I'm trying to understand what lesson I am supposed to be learning. I am daily being barraged with exercises in patience and selflessness as well as greed.
Today when I arrived home form work there was more plaster work being done in my guest room. It seems that my father did not heed my advice and use an "On Command" type product to hang the cushions he and my mother want to use as headboards. He used an industrial adhesive velcro. When the cushions were to heavy to use as headboards they tore the paint and paper off the wall at the head of each bed. Not only is my wallboard ruined, but my father has patched the wallboard as well as tried to match my custom paint with no success.
As I am realizing what is happening in the guest room I find that my garage side door has been open all day and not only is my garage freezing cold, but oddly enough so is my house. While I am watching my father comes into the house, leaving the door to the garage open and uses the bathroom whilst all my heat leaves out the open door.
Then I begin to understand that not only has he poorly patched my walls without my consent, he is constructing some sort of plywood frame that he in turn takes huge screws and screws them into my walls. He did NOT ask me about this. He has not asked me about any of this. Yes, this is the room they sleep in, but while they are gone during the year I do rearrange things and use the room for other purposes. Not only this but it is my guest room. When guests sleep here I may not want to use a bench cushion as a headboard.
I am so flabbergasted and angry that I focus all my attention on my son and play video games all afternoon as a way to avoid my parents.
At dinner my mothers dog then proceeds to dig a hole in the already ruined door to gain escape from the room she is being locked in.
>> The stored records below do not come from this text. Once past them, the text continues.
use std::fmt::Debug;

use async_trait::async_trait;
use log::debug;
use tokio::sync::{Mutex, MutexGuard};

use crate::error::Result;
use crate::settings::{
    entries, module_or_default, Settings, SettingsValue, StoreValue, Value,
};
use crate::storage::SettingsStorage;

/// Where a [`ReadWriteSettingsStorage`] loads its document from and flushes it to
#[async_trait]
pub trait SettingsSource: Send + Sync + Debug {
    fn name(&self) -> &str;

    /// Read the whole document
    async fn read(&self) -> Result<Settings>;

    /// Replace the whole document
    async fn write(&self, settings: &Settings) -> Result<()>;
}

/// Storage that keeps the whole document in memory and writes all of it back
/// to its source after every mutation.
///
/// The document is loaded on first access, or eagerly through [`init`](Self::init).
#[derive(Debug)]
pub struct ReadWriteSettingsStorage<S> {
    source: S,
    settings: Mutex<Option<Settings>>,
}

impl<S: SettingsSource> ReadWriteSettingsStorage<S> {
    pub fn new(source: S) -> Self {
        Self {
            source,
            settings: Mutex::new(None),
        }
    }

    pub fn source(&self) -> &S {
        &self.source
    }

    /// Load the document now instead of on first access
    pub async fn init(&self) -> Result<()> {
        self.loaded().await.map(|_| ())
    }

    /// Copy of the current document
    pub async fn settings(&self) -> Result<Settings> {
        let mut guard = self.loaded().await?;
        Ok(document(&mut guard).clone())
    }

    async fn loaded(&self) -> Result<MutexGuard<'_, Option<Settings>>> {
        let mut guard = self.settings.lock().await;
        if guard.is_none() {
            let settings = self.source.read().await?;
            debug!(
                "Loaded {} module(s) from '{}'",
                settings.len(),
                self.source.name()
            );
            *guard = Some(settings);
        }
        Ok(guard)
    }

    /// Apply `change` and flush the result
    async fn mutate<F>(&self, change: F) -> Result<()>
    where
        F: FnOnce(&mut Settings) + Send,
    {
        let mut guard = self.loaded().await?;
        let settings = document(&mut guard);
        change(settings);
        self.flush(settings).await
    }

    async fn flush(&self, settings: &Settings) -> Result<()> {
        debug!("Flushing settings to '{}'", self.source.name());
        self.source.write(settings).await
    }
}

impl<S: SettingsSource + Default> Default for ReadWriteSettingsStorage<S> {
    fn default() -> Self {
        Self::new(S::default())
    }
}

fn document(guard: &mut Option<Settings>) -> &mut Settings {
    guard.get_or_insert_with(Settings::new)
}

fn insert(settings: &mut Settings, module: &str, key: &str, value: Value) {
    settings
        .entry(module.to_string())
        .or_default()
        .insert(key.to_string(), value);
}

#[async_trait]
impl<S: SettingsSource> SettingsStorage for ReadWriteSettingsStorage<S> {
    fn name(&self) -> &str {
        self.source.name()
    }

    async fn delete(&self, key: &str, module: Option<&str>) -> Result<()> {
        let module = module_or_default(module);
        self.mutate(|settings| {
            if let Some(keys) = settings.get_mut(module) {
                keys.shift_remove(key);
                if keys.is_empty() {
                    settings.shift_remove(module);
                }
            }
        })
        .await
    }

    async fn delete_all(&self, module: Option<&str>) -> Result<()> {
        let module = module_or_default(module);
        self.mutate(|settings| {
            settings.shift_remove(module);
        })
        .await
    }

    async fn delete_all_modules(&self) -> Result<()> {
        self.mutate(|settings| settings.clear()).await
    }

    async fn get(&self, key: &str, default: Value, module: Option<&str>) -> Result<Value> {
        let mut guard = self.loaded().await?;
        let value = document(&mut guard)
            .get(module_or_default(module))
            .and_then(|keys| keys.get(key))
            .filter(|value| !value.is_null())
            .cloned();
        Ok(value.unwrap_or(default))
    }

    async fn get_all(&self, module: Option<&str>) -> Result<Vec<SettingsValue>> {
        let module = module_or_default(module);
        let mut guard = self.loaded().await?;
        let values = document(&mut guard)
            .get(module)
            .map(|keys| {
                keys.iter()
                    .map(|(key, value)| SettingsValue::new(module, key.clone(), value.clone()))
                    .collect()
            })
            .unwrap_or_default();
        Ok(values)
    }

    async fn get_all_modules(&self) -> Result<Vec<SettingsValue>> {
        let mut guard = self.loaded().await?;
        Ok(entries(document(&mut guard)))
    }

    async fn has(&self, key: &str, module: Option<&str>) -> Result<bool> {
        let mut guard = self.loaded().await?;
        Ok(document(&mut guard)
            .get(module_or_default(module))
            .is_some_and(|keys| keys.contains_key(key)))
    }

    async fn store(&self, key: &str, value: Value, module: Option<&str>) -> Result<()> {
        let module = module_or_default(module);
        self.mutate(|settings| insert(settings, module, key, value))
            .await
    }

    async fn store_all(&self, values: Vec<StoreValue>) -> Result<()> {
        if values.is_empty() {
            return Ok(());
        }

        self.mutate(|settings| {
            for value in values {
                insert(
                    settings,
                    module_or_default(value.module.as_deref()),
                    &value.key,
                    value.value,
                );
            }
        })
        .await
    }
}
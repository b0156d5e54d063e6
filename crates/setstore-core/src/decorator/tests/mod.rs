mod stringify_tests;
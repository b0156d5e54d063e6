//! # Setstore Errors
//!
//! Defines [`Error`], the single error type returned by every settings storage
//! operation, and the [`Result`] alias used across the crate.
//!
//! Construction-time problems (an invalid key prefix, an unknown file format)
//! surface as [`Error::InvalidConfiguration`] or [`Error::UnsupportedFormat`];
//! failures reported by an underlying store during an operation surface as
//! [`Error::Backend`] or [`Error::StorageSystem`] and are never retried.
use std::error::Error as StdError;
use std::result::Result as StdResult;

use thiserror::Error as ThisError;

use crate::fs::error::StorageSystemError;

#[derive(Debug, ThisError)]
pub enum Error {
    /// Filesystem provider error
    #[error("Storage system error: {0}")]
    StorageSystem(#[from] StorageSystemError),

    #[error("Serialization to '{format}' failed: {source}")]
    Serialization {
        format: String,
        #[source]
        source: Box<dyn StdError + Send + Sync>,
    },

    #[error("Deserialization from '{format}' failed: {source}")]
    Deserialization {
        format: String,
        #[source]
        source: Box<dyn StdError + Send + Sync>,
    },

    #[error("Unsupported settings format: {0}")]
    UnsupportedFormat(String),

    /// Rejected configuration, e.g. a key prefix containing the reserved separator
    #[error("Invalid configuration: {0}")]
    InvalidConfiguration(String),

    /// An external store failed while executing an operation
    #[error("Backend '{backend}' failed during '{operation}': {message}")]
    Backend {
        backend: String,
        operation: String,
        message: String,
    },

    /// A backend could not be initialised in the current environment
    #[error("Backend '{0}' is not available")]
    Unavailable(String),
}

/// Shorthand for Result with our Error type
pub type Result<T> = StdResult<T, Error>;

impl Error {
    pub fn backend(
        backend: impl Into<String>,
        operation: impl Into<String>,
        message: impl ToString,
    ) -> Self {
        Error::Backend {
            backend: backend.into(),
            operation: operation.into(),
            message: message.to_string(),
        }
    }

    pub fn serialization(
        format: impl Into<String>,
        source: impl Into<Box<dyn StdError + Send + Sync>>,
    ) -> Self {
        Error::Serialization {
            format: format.into(),
            source: source.into(),
        }
    }

    pub fn deserialization(
        format: impl Into<String>,
        source: impl Into<Box<dyn StdError + Send + Sync>>,
    ) -> Self {
        Error::Deserialization {
            format: format.into(),
            source: source.into(),
        }
    }
}
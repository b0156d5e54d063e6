//! Single-module key/value view over a [`SettingsStorage`].
use std::fmt::Debug;

use async_trait::async_trait;
use indexmap::IndexMap;

use crate::error::Result;
use crate::settings::Value;
use crate::storage::SettingsStorage;

/// Flat key space without modules
#[async_trait]
pub trait FlatSettings: Send + Sync + Debug {
    /// Remove every key
    async fn clear(&self) -> Result<()>;

    async fn delete(&self, key: &str) -> Result<()>;

    /// `None` when the key is absent
    async fn get(&self, key: &str) -> Result<Option<Value>>;

    async fn get_all(&self) -> Result<IndexMap<String, Value>>;

    async fn get_keys(&self) -> Result<Vec<String>>;

    async fn has(&self, key: &str) -> Result<bool>;

    async fn store(&self, key: &str, value: Value) -> Result<()>;
}

/// One module of a [`SettingsStorage`] seen as [`FlatSettings`]
#[derive(Debug)]
pub struct ModuleView<S> {
    storage: S,
    module: String,
}

impl<S: SettingsStorage> ModuleView<S> {
    pub fn new(storage: S, module: impl Into<String>) -> Self {
        Self {
            storage,
            module: module.into(),
        }
    }

    pub fn module(&self) -> &str {
        &self.module
    }

    pub fn storage(&self) -> &S {
        &self.storage
    }
}

#[async_trait]
impl<S: SettingsStorage> FlatSettings for ModuleView<S> {
    async fn clear(&self) -> Result<()> {
        self.storage.delete_all(Some(&self.module)).await
    }

    async fn delete(&self, key: &str) -> Result<()> {
        self.storage.delete(key, Some(&self.module)).await
    }

    async fn get(&self, key: &str) -> Result<Option<Value>> {
        let value = self.storage.get(key, Value::Null, Some(&self.module)).await?;
        Ok((!value.is_null()).then_some(value))
    }

    async fn get_all(&self) -> Result<IndexMap<String, Value>> {
        Ok(self
            .storage
            .get_all(Some(&self.module))
            .await?
            .into_iter()
            .map(|entry| (entry.key, entry.value))
            .collect())
    }

    async fn get_keys(&self) -> Result<Vec<String>> {
        Ok(self
            .storage
            .get_all(Some(&self.module))
            .await?
            .into_iter()
            .map(|entry| entry.key)
            .collect())
    }

    async fn has(&self, key: &str) -> Result<bool> {
        self.storage.has(key, Some(&self.module)).await
    }

    async fn store(&self, key: &str, value: Value) -> Result<()> {
        self.storage.store(key, value, Some(&self.module)).await
    }
}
By the time David got home tonight (late) I was LIVID. We go upstairs and I explain the situation telling him I refuse to speak to my parents at this point because if I do I feel that not only will I explode and say things I will regret, I will tell them never to visit again and certainly that their dog is never to come to my house again. EVER. Did I mention their dog attacked my dog in her own home and ripped her eyelid open and Chloe had emergency stitches and a cone of shame?
I have 3 more days. David understands how mad I am at this point. He is supportive and agrees that I am in no condition to speak to my parents except cordially. He knows me too well and agrees the relationship will suffer if I start.
I swear I am going to be jinxed and am going to be stuck at home with a snow day this week. Let me tell you, if this happens...I will be sick in bed all day.
2 comments:
I am SO sorry. I wish I was there to give you a hug right this minute. Sounds like you need a little mental health vacation. Aruba? Bahamas? Rochester? I'm here whenever you need me.
Cara,
There are no words for what is going on. Just know we are thinking and praying for you. Everything he is doing can be repaired at some point. Your Mom and Dad can't be repaired at this point. This month I will be looking back at my Mom's birthday and the anniversary of her death. Even though you are going crazy right now. You would give anything to still have them. This month it will have been 7 years since my Mom passed and this year 19 since my Dad passed. So at the age of 32 I was an orphan. Not the best feeling. So I know it is easy for me to say "Don't Sweat the Small Stuff" but don't go somewhere do something it will be okay. Please know we are sending you hugs!